Beer can be a great match with lots of different foods, and owner of Bertie’s Butchers, Darren Moncrieff is making great pairings happen. For the Bertie’s crew, preservative-free beer and ethically sourced meat are part of a balanced diet and active lifestyle. Paired together, they make quite the impression.
We caught up with Darren, over some of our favourite brews, to chat about the benefits of opening the Little Bertie’s Beer Garden out the back and some of his favorite beer-meat pairings.
There’s no doubt that if beer and meat were people, they’d be the best of friends. A nice cold brew and a sweet sizzling sausage go hand in hand (literally!). This dynamic duo is so well respected in Australia, that butchers don’t even need a liquor license to sell alcohol in Victoria. But Bertie’s Butchers has taken it one step further – opening a rustic beer garden and café out the back of their iconic Richmond store. The venue showcases their delicious free-range meats alongside some iconic beers.
Each day at Little Bertie’s, the chef selects two proteins from Bertie’s range of fresh, hormone-free produce and prepares them for breakfast and lunch. With the menu changing every day, patrons can sit down and try some slow-cook pork shoulder, a porterhouse steak, or lamb cutlets for a late lunch, then head ‘round to the front of the shop and order a rack or a slab of what they’ve just eaten.
There’s a myriad of great reasons to have a beer garden out the back of a butcher shop, and Darren knows exactly why it works, explaining that customers have, “just had the product, they know exactly where it’s from”, so they can go home to try and recreate the dish. There is, after all, nothing quite like sitting down with a delicious beer and an expertly cooked piece of meat, sliced and treated by talented butchers in-house. It’s taste testing on a whole new level.

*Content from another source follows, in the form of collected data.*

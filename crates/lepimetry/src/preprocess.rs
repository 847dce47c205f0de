//! Specimen mask cleanup before wing splitting.

use lepimetry_core::{dilate, label_regions, largest_region, BinaryMask, Connectivity};

/// Fraction of the image height kept clear above the ruler when looking for tags.
pub const RULER_CROP_MARGIN: f64 = 0.025;

/// Leftmost column of the identification tags above the ruler.
///
/// Rows from `top_ruler - RULER_CROP_MARGIN * height` down are ignored so
/// that no part of the ruler is taken for a tag. Without tags the image
/// width is returned.
pub fn find_tags_edge(tags: &BinaryMask, top_ruler: usize) -> usize {
    let margin = (RULER_CROP_MARGIN * tags.height() as f64) as usize;
    let rows = top_ruler.saturating_sub(margin).min(tags.height());
    let above = tags.crop(0..rows, 0..tags.width());

    label_regions(&above, Connectivity::Eight)
        .iter()
        .map(|r| r.min_col())
        .min()
        .unwrap_or(tags.width())
}

/// Keep only the largest 8-connected component; empty stays empty.
pub fn keep_largest_region(mask: &BinaryMask) -> BinaryMask {
    match largest_region(mask, Connectivity::Eight) {
        Some(region) => region.to_mask(mask.width(), mask.height()),
        None => mask.clone(),
    }
}

/// Specimen area of the image: above the ruler and left of the tags.
///
/// The returned mask keeps the full-image origin, so coordinates measured
/// on it are full-image coordinates.
pub fn crop_specimen(specimen: &BinaryMask, top_ruler: usize, tags_edge: usize) -> BinaryMask {
    specimen.crop(0..top_ruler, 0..tags_edge)
}

/// Grow the silhouette by `iterations` cross-element dilations.
pub fn pre_dilate(specimen: &BinaryMask, iterations: usize) -> BinaryMask {
    dilate(specimen, iterations)
}

#[cfg(test)]
mod tests {
    use super::*;

    fn tags_layout() -> BinaryMask {
        let mut tags = BinaryMask::new(400, 300);
        tags.fill_rect(30..100, 250..380, true);
        tags.fill_rect(120..200, 260..370, true);
        tags
    }

    #[test]
    fn tags_edge_is_the_leftmost_tag_column() {
        assert_eq!(find_tags_edge(&tags_layout(), 230), 250);
    }

    #[test]
    fn missing_tags_fall_back_to_the_image_width() {
        assert_eq!(find_tags_edge(&BinaryMask::new(400, 300), 230), 400);
    }

    #[test]
    fn ruler_rows_are_not_mistaken_for_tags() {
        let mut tags = tags_layout();
        tags.fill_rect(225..300, 0..400, true);
        assert_eq!(find_tags_edge(&tags, 230), 250);
        assert_eq!(find_tags_edge(&tags, 3), 400);
    }

    #[test]
    fn only_the_largest_region_survives() {
        let rows: [&[u8]; 10] = [
            &[0, 0, 1, 1, 0, 0, 0, 0, 1, 0],
            &[0, 1, 1, 1, 1, 0, 0, 0, 1, 1],
            &[1, 1, 1, 1, 1, 1, 0, 1, 1, 1],
            &[1, 1, 1, 1, 1, 1, 0, 0, 1, 0],
            &[1, 1, 1, 1, 1, 1, 0, 0, 0, 0],
            &[0, 1, 1, 1, 1, 0, 0, 1, 1, 0],
            &[0, 1, 1, 1, 1, 0, 0, 1, 1, 1],
            &[1, 1, 1, 1, 1, 0, 0, 1, 1, 1],
            &[0, 1, 1, 1, 0, 0, 0, 0, 1, 0],
            &[0, 0, 0, 0, 0, 0, 0, 0, 0, 0],
        ];
        let flat: Vec<u8> = rows.concat();
        let mask = BinaryMask::from_u8(10, 10, &flat).expect("10x10");

        let kept = keep_largest_region(&mask);
        assert!((0..10).all(|y| (6..10).all(|x| !kept.get(y, x))));
        assert_eq!(kept.crop(0..10, 0..6), mask.crop(0..10, 0..6));
    }

    #[test]
    fn crop_keeps_the_origin() {
        let mut m = BinaryMask::new(50, 40);
        m.fill_rect(5..35, 5..45, true);
        let c = crop_specimen(&m, 30, 40);
        assert_eq!((c.width(), c.height()), (40, 30));
        assert!(c.get(5, 5));
        assert_eq!(c.bounding_box().map(|b| (b.max_row, b.max_col)), Some((30, 40)));
    }
}
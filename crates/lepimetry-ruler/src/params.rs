use serde::{Deserialize, Serialize};

/// How the tick band is collapsed into a 1-D signal.
#[derive(Clone, Copy, Debug, Default, Eq, PartialEq, Serialize, Deserialize)]
#[serde(rename_all = "lowercase")]
pub enum Projection {
    /// Foreground count per column.
    #[default]
    Sum,
    /// Foreground fraction per column.
    Mean,
}

/// Physical interval between two adjacent detected ticks.
#[derive(Clone, Copy, Debug, Default, Eq, PartialEq, Serialize, Deserialize)]
#[serde(rename_all = "snake_case")]
pub enum TickConvention {
    /// Ticks every 0.5 mm: one millimeter spans `2 * tick_spacing` pixels.
    #[default]
    HalfMillimeter,
    /// Ticks every 1 mm: one millimeter spans `tick_spacing` pixels.
    Millimeter,
}

impl TickConvention {
    /// Tick interval in millimeters.
    #[inline]
    pub fn tick_mm(self) -> f64 {
        match self {
            TickConvention::HalfMillimeter => 0.5,
            TickConvention::Millimeter => 1.0,
        }
    }
}

/// Parameters for ruler scale estimation.
#[derive(Clone, Debug, Serialize, Deserialize)]
pub struct RulerParams {
    /// Number of lowest DFT bins (DC and near-DC leakage) ignored.
    pub skip_low_bins: usize,
    /// Threshold the projection to 0/1 so the spectrum follows tick
    /// frequency rather than tick length.
    pub threshold_signal: bool,
    pub projection: Projection,
    /// Kept row band, as fractions of the ruler crop height.
    pub band_rows: [f32; 2],
    /// Kept column band, as fractions of the ruler crop width.
    pub band_cols: [f32; 2],
    /// Components rounder than this and larger than the mean component
    /// are treated as printed numerals and blanked.
    pub numeral_eccentricity: f64,
    /// First tick column: first column whose mean occupancy exceeds this
    /// fraction of the maximum.
    pub first_tick_fraction: f64,
}

impl Default for RulerParams {
    fn default() -> Self {
        Self {
            skip_low_bins: 10,
            threshold_signal: true,
            projection: Projection::Sum,
            band_rows: [0.1, 0.75],
            band_cols: [0.1, 0.9],
            numeral_eccentricity: 0.99,
            first_tick_fraction: 0.9,
        }
    }
}
use image::ImageReader;
use lepimetry::convert::{mask_from_luma, rgb_view};
use lepimetry::core::specimen_scope;
use lepimetry::{PipelineParams, SpecimenInputs, SpecimenPipeline};

#[cfg(feature = "tracing")]
use lepimetry::core::init_tracing;
#[cfg(not(feature = "tracing"))]
use lepimetry::core::init_with_level;

fn load_mask(path: &str) -> Result<lepimetry::BinaryMask, Box<dyn std::error::Error>> {
    Ok(mask_from_luma(&ImageReader::open(path)?.decode()?.to_luma8()))
}

fn main() -> Result<(), Box<dyn std::error::Error>> {
    #[cfg(feature = "tracing")]
    init_tracing(false);
    #[cfg(not(feature = "tracing"))]
    init_with_level(log::LevelFilter::Info)?;

    let args: Vec<String> = std::env::args().skip(1).collect();
    let [config, rgb, ruler, specimen, rest @ ..] = args.as_slice() else {
        eprintln!("Usage: measure_masks <config.json> <rgb.png> <ruler.png> <specimen.png> [tags.png]");
        return Ok(());
    };

    let params: PipelineParams = serde_json::from_str(&std::fs::read_to_string(config)?)?;
    let _scope = specimen_scope(rgb.as_str());
    let rgb = ImageReader::open(rgb)?.decode()?.to_rgb8();
    let ruler = load_mask(ruler)?;
    let specimen = load_mask(specimen)?;
    let tags = rest.first().map(|p| load_mask(p)).transpose()?;

    let report = SpecimenPipeline::new(params).run(&SpecimenInputs {
        rgb: rgb_view(&rgb),
        ruler: &ruler,
        specimen: &specimen,
        tags: tags.as_ref(),
    })?;

    println!("{}", serde_json::to_string_pretty(&report)?);
    Ok(())
}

A big fan of beer, and an expert in all things meat, we’ve paid close attention to Darren’s picks for the best beer-meat-romances.
“[Hanh’s] Super Dry and [Toohey’s] Extra Dry are real session beers,” he explains, “they’re really good for when [your friends] are just standing around [the BBQ] having sausages and bread.”
We agree. These preservative-free beers are perfect, because they’re fresh, easy to drink and on average are 99.9% sugar free.
Meanwhile, Furphy, Darren’s go-to beer, “sits somewhere between the session beers and the craft beers,” as a ‘refreshing ale’. You can drink a lot more of it and is pretty versatile.
“It goes with all food…it could go with a nice steak and eye fillet or a nice salad but at the same time you could have it with a sausage and bread or a heap of buffalo wings,” says Darren.
Darker brews, Darren continues, like White Rabbit, tend to sell when people are having a quiet night in with better food. These beers complement most red meats, roasts, and expensive steaks.
Porters and dark ales are also excellent when added to warm winter recipes like goulash, pies, stews, and short ribs. When cooking pork, many people like to use cider, injected into their roasts or as a marinade in the slow cooker. Pale ales make a great addition to batter for cooking fish and a standard lager is the go-to choice for a juicy beer-can chicken.
If you’re more adventurous you can try a recipe using some of the more “edgy” cuts being popularised lately by cooking shows – for example, beef cheeks or chicken hearts, Darren’s favorite BBQ nibbles. As a nose-to-tail, full carcass butcher, you can find all of the above at Bertie’s Butcher plus some high-quality advice on the best pairings and recipes for their locally and ethically sourced meats.